The lawsuit came just week after President Joe Biden signed the Protecting Americans From Foreign Adversary Controlled Applications Act, which requires that ByteDance either divest ownership of TikTok by Jan. 19 or face a national ban on the app. Proponents have argued that TikTok presents a national security threat because of its connections to the Chinese government and access to millions of Americans.
In Tuesday’s complaint, TikTok argued that such national security concerns were not sufficient to override the First Amendment’s protections for free speech. The company’s attorneys said lawmakers had failed to “articulate any threat posed by TikTok” and had cited only “speculative concerns,” meaning they were making an “extraordinary and unconstitutional assertion of power” without clear reason.
“If Congress can do this, it can circumvent the First Amendment by invoking national security and ordering the publisher of any individual newspaper or website to sell to avoid being shut down,” TikTok’s lawyers wrote.
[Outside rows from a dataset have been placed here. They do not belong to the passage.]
//! End-to-end tests for the `/api/users` endpoints against stub upstreams.

use axum::http::StatusCode;
use serde_json::{json, Value};
use wiremock::matchers::{body_bytes, body_json, header, method, path};
use wiremock::{Mock, MockServer, Request, ResponseTemplate};

mod common;

#[tokio::test]
async fn test_list_relays_users() {
    let upstream = MockServer::start().await;
    Mock::given(method("GET"))
        .and(path("/users"))
        .respond_with(ResponseTemplate::new(200).set_body_json(json!([
            {"id": 1, "name": "A", "username": "a", "email": "a@x.com"}
        ])))
        .expect(1)
        .mount(&upstream)
        .await;

    let service = common::spawn_service(&upstream.uri()).await;
    let res = common::client()
        .get(service.url("/api/users"))
        .send()
        .await
        .unwrap();

    assert_eq!(res.status(), StatusCode::OK);
    assert_eq!(res.headers()["content-type"], "application/json");
    let body: Value = res.json().await.unwrap();
    assert_eq!(
        body,
        json!([{"id": 1, "name": "A", "username": "a", "email": "a@x.com"}])
    );
}

#[tokio::test]
async fn test_list_drops_unknown_fields() {
    let upstream = MockServer::start().await;
    Mock::given(method("GET"))
        .and(path("/users"))
        .respond_with(ResponseTemplate::new(200).set_body_json(json!([
            {"id": 3, "name": "C", "username": "c", "email": "c@x.com",
             "phone": "555-0100", "address": {"city": "Gwenborough"}},
            {"id": 4}
        ])))
        .mount(&upstream)
        .await;

    let service = common::spawn_service(&upstream.uri()).await;
    let body: Value = common::client()
        .get(service.url("/api/users"))
        .send()
        .await
        .unwrap()
        .json()
        .await
        .unwrap();

    assert_eq!(
        body,
        json!([
            {"id": 3, "name": "C", "username": "c", "email": "c@x.com"},
            {"id": 4, "name": "", "username": "", "email": ""}
        ])
    );
}

#[tokio::test]
async fn test_list_with_unparseable_upstream_body_is_500() {
    let upstream = MockServer::start().await;
    Mock::given(method("GET"))
        .and(path("/users"))
        .respond_with(ResponseTemplate::new(404).set_body_string(r#"{"error":"not found"}"#))
        .mount(&upstream)
        .await;

    let service = common::spawn_service(&upstream.uri()).await;
    let res = common::client()
        .get(service.url("/api/users"))
        .send()
        .await
        .unwrap();

    assert_eq!(res.status(), StatusCode::INTERNAL_SERVER_ERROR);
    assert_eq!(res.text().await.unwrap(), "Failed to parse JSON response\n");
}

#[tokio::test]
async fn test_create_relays_upstream_body_with_201() {
    let upstream = MockServer::start().await;
    Mock::given(method("POST"))
        .and(path("/users"))
        .and(header("content-type", "application/json"))
        .and(body_bytes(
            br#"{"id":0,"name":"B","username":"","email":""}"#.to_vec(),
        ))
        .respond_with(ResponseTemplate::new(201).set_body_string(r#"{"id":2,"name":"B"}"#))
        .expect(1)
        .mount(&upstream)
        .await;

    let service = common::spawn_service(&upstream.uri()).await;
    let res = common::client()
        .post(service.url("/api/users"))
        .body(r#"{"name":"B"}"#)
        .send()
        .await
        .unwrap();

    assert_eq!(res.status(), StatusCode::CREATED);
    assert_eq!(res.headers()["content-type"], "application/json");
    assert_eq!(res.text().await.unwrap(), r#"{"id":2,"name":"B"}"#);
}

#[tokio::test]
async fn test_create_forwards_reencoded_record() {
    let upstream = MockServer::start().await;
    Mock::given(method("POST"))
        .and(path("/users"))
        .and(body_json(json!({
            "id": 9, "name": "N", "username": "n", "email": "n@x.com"
        })))
        .respond_with(ResponseTemplate::new(201).set_body_string("{}"))
        .expect(1)
        .mount(&upstream)
        .await;

    let service = common::spawn_service(&upstream.uri()).await;
    let res = common::client()
        .post(service.url("/api/users"))
        .json(&json!({
            "email": "n@x.com", "username": "n", "name": "N", "id": 9, "extra": true
        }))
        .send()
        .await
        .unwrap();

    assert_eq!(res.status(), StatusCode::CREATED);
}

#[tokio::test]
async fn test_create_accepts_lenient_payloads() {
    let upstream = MockServer::start().await;
    Mock::given(method("POST"))
        .and(path("/users"))
        .and(body_bytes(
            br#"{"id":0,"name":"B","username":"","email":""}"#.to_vec(),
        ))
        .respond_with(ResponseTemplate::new(201).set_body_string("{}"))
        .expect(1)
        .mount(&upstream)
        .await;

    let service = common::spawn_service(&upstream.uri()).await;
    let res = common::client()
        .post(service.url("/api/users"))
        .body("{\"Name\":\"B\",\"id\":null}\n{\"x\":1}")
        .send()
        .await
        .unwrap();

    assert_eq!(res.status(), StatusCode::CREATED);
}

#[tokio::test]
async fn test_list_relays_null_as_null() {
    let upstream = MockServer::start().await;
    Mock::given(method("GET"))
        .and(path("/users"))
        .respond_with(ResponseTemplate::new(200).set_body_string("null"))
        .expect(1)
        .mount(&upstream)
        .await;

    let service = common::spawn_service(&upstream.uri()).await;
    let res = common::client()
        .get(service.url("/api/users"))
        .send()
        .await
        .unwrap();

    assert_eq!(res.status(), StatusCode::OK);
    assert_eq!(res.text().await.unwrap(), "null");
}

#[tokio::test]
async fn test_create_is_201_even_when_upstream_fails() {
    let upstream = MockServer::start().await;
    Mock::given(method("POST"))
        .and(path("/users"))
        .respond_with(ResponseTemplate::new(500).set_body_string("upstream exploded"))
        .mount(&upstream)
        .await;

    let service = common::spawn_service(&upstream.uri()).await;
    let res = common::client()
        .post(service.url("/api/users"))
        .body("{}")
        .send()
        .await
        .unwrap();

    assert_eq!(res.status(), StatusCode::CREATED);
    assert_eq!(res.text().await.unwrap(), "upstream exploded");
}

#[tokio::test]
async fn test_create_replays_are_byte_identical_against_echo() {
    let upstream = MockServer::start().await;
    Mock::given(method("POST"))
        .and(path("/users"))
        .respond_with(|req: &Request| {
            ResponseTemplate::new(201).set_body_bytes(req.body.clone())
        })
        .expect(3)
        .mount(&upstream)
        .await;

    let service = common::spawn_service(&upstream.uri()).await;
    let client = common::client();
    let payload = r#"{"id":1,"name":"Leanne","username":"Bret","email":"l@x.com"}"#;

    let mut bodies = Vec::new();
    for _ in 0..3 {
        let res = client
            .post(service.url("/api/users"))
            .body(payload)
            .send()
            .await
            .unwrap();
        assert_eq!(res.status(), StatusCode::CREATED);
        bodies.push(res.bytes().await.unwrap());
    }

    assert_eq!(&bodies[0][..], payload.as_bytes());
    assert!(bodies.windows(2).all(|w| w[0] == w[1]));
}

#[tokio::test]
async fn test_update_returns_200_even_on_upstream_404() {
    let upstream = MockServer::start().await;
    Mock::given(method("PUT"))
        .and(path("/users/5"))
        .and(header("content-type", "application/json"))
        .respond_with(ResponseTemplate::new(404).set_body_string(r#"{"error":"not found"}"#))
        .expect(1)
        .mount(&upstream)
        .await;

    let service = common::spawn_service(&upstream.uri()).await;
    let res = common::client()
        .put(service.url("/api/users/5"))
        .body(r#"{"id":5,"name":"E"}"#)
        .send()
        .await
        .unwrap();

    assert_eq!(res.status(), StatusCode::OK);
    assert_eq!(res.headers()["content-type"], "application/json");
    assert_eq!(res.text().await.unwrap(), r#"{"error":"not found"}"#);
}

#[tokio::test]
async fn test_update_uses_id_verbatim() {
    let upstream = MockServer::start().await;
    for id in ["abc", "user-42_x", "0007"] {
        Mock::given(method("PUT"))
            .and(path(format!("/users/{id}")))
            .respond_with(ResponseTemplate::new(200).set_body_string(id))
            .expect(1)
            .mount(&upstream)
            .await;
    }

    let service = common::spawn_service(&upstream.uri()).await;
    let client = common::client();
    for id in ["abc", "user-42_x", "0007"] {
        let res = client
            .put(service.url(&format!("/api/users/{id}")))
            .body("{}")
            .send()
            .await
            .unwrap();
        assert_eq!(res.status(), StatusCode::OK);
        assert_eq!(res.text().await.unwrap(), id);
    }
}

#[tokio::test]
async fn test_unreachable_upstream_is_plain_text_500() {
    let service = common::spawn_service(&common::unreachable_base()).await;
    let client = common::client();

    let cases = [
        (
            client.get(service.url("/api/users")),
            "Failed to fetch data from external API\n",
        ),
        (
            client.post(service.url("/api/users")).body("{}"),
            "Failed to send request to external API\n",
        ),
        (
            client.put(service.url("/api/users/1")).body("{}"),
            "Failed to send request to external API\n",
        ),
    ];

    for (request, expected) in cases {
        let res = request.send().await.unwrap();
        assert_eq!(res.status(), StatusCode::INTERNAL_SERVER_ERROR);
        assert_eq!(res.headers()["content-type"], "text/plain; charset=utf-8");
        let text = res.text().await.unwrap();
        assert_eq!(text, expected);
        assert!(serde_json::from_str::<Value>(&text).is_err());
    }
}

#[tokio::test]
async fn test_truncated_upstream_body_is_read_error() {
    let service = common::spawn_service(&common::start_truncated_upstream().await).await;
    let client = common::client();

    let res = client.get(service.url("/api/users")).send().await.unwrap();
    assert_eq!(res.status(), StatusCode::INTERNAL_SERVER_ERROR);
    assert_eq!(
        res.text().await.unwrap(),
        "Failed to read response from external API\n"
    );

    let res = client
        .post(service.url("/api/users"))
        .body("{}")
        .send()
        .await
        .unwrap();
    assert_eq!(res.status(), StatusCode::INTERNAL_SERVER_ERROR);
    assert_eq!(
        res.text().await.unwrap(),
        "Failed to read response from external API\n"
    );

    let res = client
        .put(service.url("/api/users/1"))
        .body("{}")
        .send()
        .await
        .unwrap();
    assert_eq!(res.status(), StatusCode::INTERNAL_SERVER_ERROR);
    assert_eq!(
        res.text().await.unwrap(),
        "Failed to read response from external API\n"
    );
}

#[tokio::test]
async fn test_malformed_payloads_never_reach_upstream() {
    let upstream = MockServer::start().await;
    Mock::given(wiremock::matchers::any())
        .respond_with(ResponseTemplate::new(200))
        .expect(0)
        .mount(&upstream)
        .await;

    let service = common::spawn_service(&upstream.uri()).await;
    let client = common::client();

    let res = client
        .post(service.url("/api/users"))
        .body(r#"{"name": 5}"#)
        .send()
        .await
        .unwrap();
    assert_eq!(res.status(), StatusCode::BAD_REQUEST);
    assert_eq!(res.text().await.unwrap(), "Invalid request payload\n");

    let res = client
        .put(service.url("/api/users/1"))
        .body("{")
        .send()
        .await
        .unwrap();
    assert_eq!(res.status(), StatusCode::BAD_REQUEST);
}
//! Upstream error definitions.

use thiserror::Error;

/// Errors raised while talking to the upstream API.
///
/// Each variant names the phase that failed so handlers can report it.
#[derive(Debug, Error)]
pub enum UpstreamError {
    /// The shared HTTP client could not be constructed.
    #[error("failed to initialize upstream client: {0}")]
    Client(#[source] reqwest::Error),

    /// The request object could not be built (e.g. malformed URL).
    #[error("failed to build upstream request: {0}")]
    Build(#[source] reqwest::Error),

    /// Connection, DNS or transport failure while sending.
    #[error("upstream request failed: {0}")]
    Send(#[source] reqwest::Error),

    /// The response arrived but its body could not be read.
    #[error("failed to read upstream response: {0}")]
    Read(#[source] reqwest::Error),

    /// The detached task running the call panicked or was cancelled.
    #[error("upstream call aborted: {0}")]
    Aborted(#[from] tokio::task::JoinError),
}

/// Result type for upstream operations.
pub type UpstreamResult<T> = Result<T, UpstreamError>;
//! user-proxy
//!
//! Serves `/api/users` locally and relays each request to the upstream
//! users API.
//!
//! ```text
//!     Client ──▶ listener ──▶ http::users ──▶ upstream::client ──▶ Upstream API
//!     Client ◀── response relay ◀─────────────────────┘
//! ```

use std::path::PathBuf;

use clap::Parser;
use tokio::net::TcpListener;

use user_proxy::config::{load_config, validate_config, ConfigError, ServiceConfig};
use user_proxy::lifecycle::Shutdown;
use user_proxy::observability::{logging, metrics};
use user_proxy::HttpServer;

#[derive(Parser)]
#[command(name = "user-proxy")]
#[command(about = "Local proxy for the upstream users API", long_about = None)]
struct Cli {
    /// Path to a TOML configuration file.
    #[arg(short, long)]
    config: Option<PathBuf>,

    /// Override the listener bind address.
    #[arg(short, long)]
    bind: Option<String>,
}

fn resolve_config(cli: &Cli) -> Result<ServiceConfig, ConfigError> {
    let mut config = match &cli.config {
        Some(path) => load_config(path)?,
        None => ServiceConfig::default(),
    };
    if let Some(bind) = &cli.bind {
        config.listener.bind_address = bind.clone();
        validate_config(&config).map_err(ConfigError::Validation)?;
    }
    Ok(config)
}

#[tokio::main]
async fn main() -> Result<(), Box<dyn std::error::Error>> {
    let cli = Cli::parse();
    let config = resolve_config(&cli)?;

    logging::init_logging(&config.observability.log_level);
    tracing::info!("user-proxy v{} starting", env!("CARGO_PKG_VERSION"));
    tracing::info!(
        bind_address = %config.listener.bind_address,
        upstream = %config.upstream.base_url,
        "Configuration loaded"
    );

    if config.observability.metrics_enabled {
        // Address already checked by validation.
        match config.observability.metrics_address.parse() {
            Ok(addr) => {
                if let Err(e) = metrics::init_metrics(addr) {
                    tracing::error!(error = %e, "Failed to start metrics endpoint");
                }
            }
            Err(e) => tracing::error!(error = %e, "Failed to parse metrics address"),
        }
    }

    let listener = TcpListener::bind(&config.listener.bind_address).await?;
    tracing::info!(address = %listener.local_addr()?, "Listening for connections");

    let shutdown = Shutdown::new();
    let server = HttpServer::new(config)?;
    shutdown.trigger_on_signal();

    server.run(listener, shutdown.subscribe()).await?;

    tracing::info!("Shutdown complete");
    Ok(())
}
//! Metrics collection and exposition.
//!
//! # Metrics
//! - `upstream_requests_total` (counter): upstream calls by method, status
//! - `upstream_request_duration_seconds` (histogram): upstream call latency
//!
//! Without an installed recorder the macros are no-ops, so recording is
//! always safe to call.

use std::net::SocketAddr;
use std::time::Instant;

use metrics::{counter, histogram};
use metrics_exporter_prometheus::{BuildError, PrometheusBuilder};

/// Install the Prometheus recorder and serve it on `addr`.
pub fn init_metrics(addr: SocketAddr) -> Result<(), BuildError> {
    PrometheusBuilder::new().with_http_listener(addr).install()?;
    tracing::info!(address = %addr, "Metrics endpoint listening");
    Ok(())
}

/// Record one upstream call. `status` is `None` when no response arrived.
pub fn record_upstream_call(method: &str, status: Option<u16>, start: Instant) {
    let status = status.map_or_else(|| "error".to_string(), |s| s.to_string());
    counter!(
        "upstream_requests_total",
        "method" => method.to_string(),
        "status" => status
    )
    .increment(1);
    histogram!(
        "upstream_request_duration_seconds",
        "method" => method.to_string()
    )
    .record(start.elapsed().as_secs_f64());
}
//! Response relay and local error responses.
//!
//! # Responsibilities
//! - Relay upstream bodies byte-for-byte under a JSON content type
//! - Map local failures to plain-text error responses
//!
//! # Design Decisions
//! - Error bodies are a single text line, never JSON
//! - The local status is chosen by the handler, not copied from upstream

use std::error::Error as _;

use axum::{
    body::Bytes,
    http::{header, StatusCode},
    response::{IntoResponse, Response},
};
use thiserror::Error;

use crate::upstream::UpstreamError;

/// Failures a handler reports to the local client.
///
/// The display string is the exact message sent in the response body.
#[derive(Debug, Error)]
pub enum ApiError {
    #[error("Invalid request payload")]
    InvalidPayload(#[source] serde_json::Error),

    #[error("Failed to create request to external API")]
    BuildRequest(#[source] UpstreamError),

    #[error("Failed to fetch data from external API")]
    Fetch(#[source] UpstreamError),

    #[error("Failed to send request to external API")]
    Send(#[source] UpstreamError),

    #[error("Failed to read response from external API")]
    Read(#[source] UpstreamError),

    #[error("Failed to parse JSON response")]
    Parse(#[source] serde_json::Error),
}

impl ApiError {
    /// Classify an upstream failure.
    ///
    /// Body read failures always report the read phase; anything else is
    /// wrapped with `transport`, which names the handler's send phase.
    pub fn from_upstream(err: UpstreamError, transport: fn(UpstreamError) -> ApiError) -> Self {
        match err {
            UpstreamError::Read(_) => ApiError::Read(err),
            other => transport(other),
        }
    }

    /// Local status code for this error.
    pub fn status(&self) -> StatusCode {
        match self {
            ApiError::InvalidPayload(_) => StatusCode::BAD_REQUEST,
            _ => StatusCode::INTERNAL_SERVER_ERROR,
        }
    }
}

impl IntoResponse for ApiError {
    fn into_response(self) -> Response {
        let status = self.status();
        let cause = self.source().map(ToString::to_string).unwrap_or_default();

        if status.is_server_error() {
            tracing::error!(status = %status, cause = %cause, "{}", self);
        } else {
            tracing::warn!(status = %status, cause = %cause, "{}", self);
        }

        plain_text_error(status, &self.to_string())
    }
}

/// A single-line `text/plain` error response.
pub fn plain_text_error(status: StatusCode, message: &str) -> Response {
    (
        status,
        [
            (header::CONTENT_TYPE, "text/plain; charset=utf-8"),
            (header::X_CONTENT_TYPE_OPTIONS, "nosniff"),
        ],
        format!("{message}\n"),
    )
        .into_response()
}

/// Relay an upstream body unchanged with the given local status.
pub fn relay_json(status: StatusCode, body: Bytes) -> Response {
    (status, [(header::CONTENT_TYPE, "application/json")], body).into_response()
}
The new lawsuit came just days after TikTok – an increasingly influential part of the music industry ecosystem – reached an agreement with Universal Music Group to end a months-long standoff over rights to the music giant’s catalog.
In the new complaint, TikTok argued that it had already spent billions of dollars addressing the potential security risks cited by lawmakers, and had reached voluntary agreements with executive agencies like the Committee on Foreign Investment in the United States to safeguard user data and the integrity against foreign government influence.
“Congress tossed this tailored agreement aside, in favor of the politically expedient and punitive approach of targeting for disfavor one publisher and speaker,” TikTok’s attorneys wrote. “Congress must abide by the dictates of the Constitution even when it claims to be protecting against national security risk.”
TikTok has already had success in court over U.S. efforts to ban the app. Citing the First Amendment, a federal judge in 2020 blocked former President Donald J. Trump from carrying out an executive order barring TikTok from app stores. And last year, a federal judge in Montana overturned a law in that state banning the app, ruling that legislation not only violated free speech, but also encroached on federal authority to regulate foreign relations.